I've gone with a brain-dump of various related learnings, as well as a couple of periphery items - first off, we'll go with the reason I couldn't keep Hoverbattles up on the old server.

Deploy long-running, processor-intensive node apps to decent hardware

If you're going to deploy a long running node application that is going to be running a constant load, don't deploy it to either:

A micro instance of EC2
A really low budget VPS

This might be plain old obvious to most people, but apparently not to me - I first deployed to my own VPS, and found that after it had been running for an hour or so it consumed all the memory on the server and fell over in a steaming heap.

I tried to find a memory leak in Hoverbattles itself, I changed to various versions of node, I re-built various components of the OS and nothing seemed to work. I wasn't able to reproduce the issue on my meaty laptop and I gave up for a while, as I was working on a new project.

Turns out that by running long running processes on a virtualised OS on oversubscribed hardware, the OS is lied to, or it lies to you and things don't work quite well. Some of the more knowledgeable types could probably tell us why - but the bottom line is you shouldn't be doing it.

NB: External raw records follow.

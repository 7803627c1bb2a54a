//! # tagmatch
//!
//! A library for classifying short nucleotide reads against a set of
//! reference tags.
//!
//! High-throughput sequencing produces far more reads than a full aligner can
//! handle cheaply, yet most reads only need to be assigned to one of a known
//! set of short reference tags. `tagmatch` does this with a k-mer word index:
//! every window of a read votes for the tags containing it, and the tag with
//! the most votes wins. A matched pair can then be scored exactly with local
//! alignment.
//!
//! ## Features
//!
//! - **K-mer word index**: 2-bit packed words, optional reverse-complement indexing
//! - **Repeat filtering**: words occurring too often are dropped as uninformative
//! - **Modal-vote matching**: deterministic, shortest tag then lowest id wins ties
//! - **Smith-Waterman alignment**: score, offsets and rendered alignment
//! - **Edit distance**: Levenshtein distance between two sequences
//! - **Persistence**: build an index once, save it, reload it
//!
//! ## Example
//!
//! ```rust
//! use tagmatch::{IndexConfig, KmerIndex, ModalMatcher, ReferenceSet};
//!
//! let refs = ReferenceSet::from_sequences(["ACGTACGT", "AACCGGTT", "AAACCCGGG"]).unwrap();
//! let index = KmerIndex::build(refs, &IndexConfig::default().with_word_length(4)).unwrap();
//!
//! let matcher = ModalMatcher::new(&index);
//! if let Ok(Some(m)) = matcher.find_match(b"AAACCGGG") {
//!     println!("{}: {} votes", m.tag, m.votes);
//! }
//! ```
//!
//! ## Modules
//!
//! - [`core`]: Tags, reference sets, k-mer encoding and errors
//! - [`index`]: K-mer index construction and persistence
//! - [`matching`]: Modal-vote matcher, identity and batch classification
//! - [`align`]: Scoring schemes, Smith-Waterman and edit distance
//! - [`parsing`]: FASTA/FASTQ readers
//! - [`cli`]: Command-line interface implementation

pub mod align;
pub mod cli;
pub mod core;
pub mod index;
pub mod matching;
pub mod parsing;

// Re-export commonly used types for convenience
pub use align::{levenshtein_distance, AlignmentResult, ScoringScheme, SmithWaterman};
pub use core::error::{ConfigurationError, InvalidSequenceError};
pub use core::reference::ReferenceSet;
pub use core::sequence::Tag;
pub use core::types::*;
pub use index::{IndexConfig, KmerIndex};
pub use matching::engine::{Classification, MatcherConfig, ModalMatcher, TagMatch};
pub use matching::identity::calc_identity;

Note: This probably doesn't go for simple websites built on top of node in express or whatever, I'm talking about long running applications that are doing processing almost constantly, like the server-side component to a 'realtime' multiplayer game.

If you're really going to share code between client + server, plan this accordingly

With Hoverbattles, it started off as a purely client-based game, with JavaScript files being included in the main HTML file and this worked great while I was experimenting with the WebGL and working out how everything was going to work.

I soon moved to having a server implementation running the logic, and ported everything across to CommonJS, using Stitch to package up all of the files so I could use them on the client.

This is actually problematic, as you don't want all the code on the client, and you don't want all the code on the server - with CommonJS you'll only get the code loaded on the server that is used there, but if you're stitching your entire /src folder, you're potentially also sending down code for your persistence, communication, 'secret sauce' stuff etc.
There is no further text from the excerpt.